*RECORDS SHOWN:*
BEGIN

//! Source acquisition: clones a remote repository into a job workspace.

use std::ffi::OsStr;
use std::path::Path;

use async_trait::async_trait;

use crate::error::{DeployError, DeployResult};
use crate::services::process::CommandRunner;

/// Populates a fresh workspace directory with project sources.
#[async_trait]
pub trait SourceFetcher: Send + Sync {
    /// Fetch `url` into `dest`, which must not exist yet.
    async fn fetch(&self, url: &str, dest: &Path) -> DeployResult<()>;
}

/// Full `git clone` through the process runner.
#[derive(Debug, Clone)]
pub struct GitSource {
    runner: CommandRunner,
    git_bin: String,
}

impl GitSource {
    pub fn new(runner: CommandRunner) -> Self {
        Self {
            runner,
            git_bin: "git".to_string(),
        }
    }

    pub fn with_git_bin(mut self, git_bin: impl Into<String>) -> Self {
        self.git_bin = git_bin.into();
        self
    }
}

#[async_trait]
impl SourceFetcher for GitSource {
    async fn fetch(&self, url: &str, dest: &Path) -> DeployResult<()> {
        tracing::info!(url, dest = %dest.display(), "Cloning repository");

        self.runner
            .run(&self.git_bin, clone_args(url, dest))
            .await
            .map_err(|source| DeployError::Clone {
                url: url.to_string(),
                source,
            })?;

        tracing::info!(dest = %dest.display(), "Clone complete");
        Ok(())
    }
}

/// Arguments for a full clone. `--` keeps a caller-supplied URL from being
/// parsed as an option.
fn clone_args<'a>(url: &'a str, dest: &'a Path) -> [&'a OsStr; 5] {
    [
        OsStr::new("clone"),
        OsStr::new("--quiet"),
        OsStr::new("--"),
        OsStr::new(url),
        dest.as_os_str(),
    ]
}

END

Find and copy each line of the material that holds the word "process".

*TASK OUTPUT:*
use crate::services::process::CommandRunner;
/// Full `git clone` through the process runner.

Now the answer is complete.